Sin embargo, por alguna razón, entre los acordes y compases del cuento, no se podía desprender del recuerdo de “María, la canaria”... ¡María sabía che, eh! Tocaba tangos, rancheras, milongas, vals, siote, ¡de todo! Ella era una vecina que tenía almacén y no sabía leer ni escribir. Igual anotaba todo, daba créditos, y eran todos ceros, más chicos, más grandes, un cero “más así”, después ella sacaba cuenta de los ceros y sabía lo que le debían... Todo con ceros, no sabía poner ni el nombre de ella... ¡Nada! ¡Qué inteligente! Esa noche estaban las de Tarulo, estaba Candelaria, estaba Miguel, Blanquita... ¡Qué cosa bárbara che! ¡Qué cosa linda la vida de antes, tan linda!
¿Era lindo Valizas?, le pregunté ya casi para cerrar la charla, y felizmente de la boca de La Chichí surgió una imprevista y muy enriquecedora respuesta: -Mira, ¡yo te voy a explicar una cosa!: le dicen “Valizas” al otro lado del arroyo, que es la octava sección, ésta es la cuarta. La barra es la cuarta sección, y le dicen Valizas: ¡Porque le pusieron! Como le decían “Pato” a mi marido, ¡pero no es así! Del arroyo para allá es el rincón de Valizas (octava sección), del arroyo para acá, es el Rincón de los Olivera (cuarta sección), yo nací en la octava sesión, en el Polonio y me presentaron en 19 de abril. ¿Entiendes? Acá vivían los Veiga, una cantidad. Alvarez, Calimares, una cantidad. Molina, asombroso, Olivera...
Esta aclaración sirve para quienes no conocemos con cabalidad las minucias del mundo rural. Lo que todos hoy por hoy llamamos Valizas -refiriéndonos al balneario-, para los oriundos de esa zona es La Barra. Cuando se mira el mapa, Valizas es la zona desde el arroyo hacia la izquierda, abarcando los arenales, el Buena Vista, Polonio, hasta la zona de Punta Rubia. Así es como aparece en los mapas viejos. Del arroyo para la derecha, zona que abarca el Balneario “Valizas” -La Barra como se decía antes- y Aguas Dulces hasta cerca de los Moros, es el Rincón de los Olivera.

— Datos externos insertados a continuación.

use std::time::Duration;

use async_trait::async_trait;
use bytes::Bytes;
use reqwest::header::CONTENT_TYPE;
use tracing::debug;

use crate::error::StorageError;
use crate::providers::ObjectStorage;

pub(crate) const REQUEST_TIMEOUT: Duration = Duration::from_secs(60);

/// Bucket reachable over plain HTTP PUT, served back from a public base URL.
pub struct HttpObjectStorage {
    client: reqwest::Client,
    upload_url: String,
    public_url: String,
    token: Option<String>,
}

impl HttpObjectStorage {
    pub fn new(
        upload_url: &str,
        public_url: &str,
        token: Option<String>,
    ) -> Result<Self, StorageError> {
        let client = reqwest::Client::builder()
            .timeout(REQUEST_TIMEOUT)
            .build()
            .map_err(|e| StorageError::Client(e.to_string()))?;
        Ok(HttpObjectStorage {
            client,
            upload_url: upload_url.to_string(),
            public_url: public_url.to_string(),
            token,
        })
    }
}

pub(crate) fn object_url(base: &str, filename: &str) -> String {
    format!("{}/{}", base.trim_end_matches('/'), filename.trim_start_matches('/'))
}

pub(crate) fn content_type_for(filename: &str) -> &'static str {
    let ext = filename
        .rsplit_once('.')
        .map(|(_, ext)| ext.to_ascii_lowercase())
        .unwrap_or_default();
    match ext.as_str() {
        "png" => "image/png",
        "jpg" | "jpeg" => "image/jpeg",
        "webp" => "image/webp",
        "gif" => "image/gif",
        _ => "application/octet-stream",
    }
}

#[async_trait]
impl ObjectStorage for HttpObjectStorage {
    async fn upload(&self, bytes: Bytes, filename: &str) -> Result<String, StorageError> {
        let failed = |reason: String| StorageError::UploadFailed {
            filename: filename.to_string(),
            reason,
        };

        let mut request = self
            .client
            .put(object_url(&self.upload_url, filename))
            .header(CONTENT_TYPE, content_type_for(filename))
            .body(bytes);
        if let Some(token) = &self.token {
            request = request.bearer_auth(token);
        }

        let response = request.send().await.map_err(|e| failed(e.to_string()))?;
        let status = response.status();
        if !status.is_success() {
            let body = response.text().await.unwrap_or_default();
            return Err(failed(format!("status {}: {}", status, body)));
        }

        let url = object_url(&self.public_url, filename);
        debug!(url = %url, "Uploaded object");
        Ok(url)
    }
}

Como haciendo un cierre a tanto recuerdo, se levantó de la silla -apoyándose con las dos manos en la mesa-, nos invitó a salir a ver las rosas, los jazmines, el patio, la quinta, las tacuaras, el monte indígena, donde fue la cocina de doña Lorenza. Era una tarde de sol espectacular sobre aquella casa del novecientos. En un ambiente tan agradable y romántico, me tenté a preguntarle cómo era conseguir novio en los viejos tiempos: -¡Y yo que sé como era! Antes los amores eran difíciles, sin embargo se conseguían... Como mi marido me consiguió a mí, que me vino a buscar. Él iba a pasear a casa porque era amigo de mis primos, y empezó a hablar y hablar y tá... ¡Ahí quedamos! ¡No lo acepté enseguida!, yo era muy gurisa. Después le conté a tía Zulima y me dijo: “Qué bueno, si te gusta... Pero que es mayor que tú…”, que esto y que lo otro, y tá, nos casamos... Me casé muy jovencita, en aquellos tiempos no había nada y me dediqué a ayudar a mi marido, quien fue mi primer novio. Me casé a los diecisiete y estuvimos juntos sesenta y siete años y… ¡Aquí estoy!
1 Verdeon- espacio de campo que no quedaba inundado por el agua. Por lo general, las partes altas.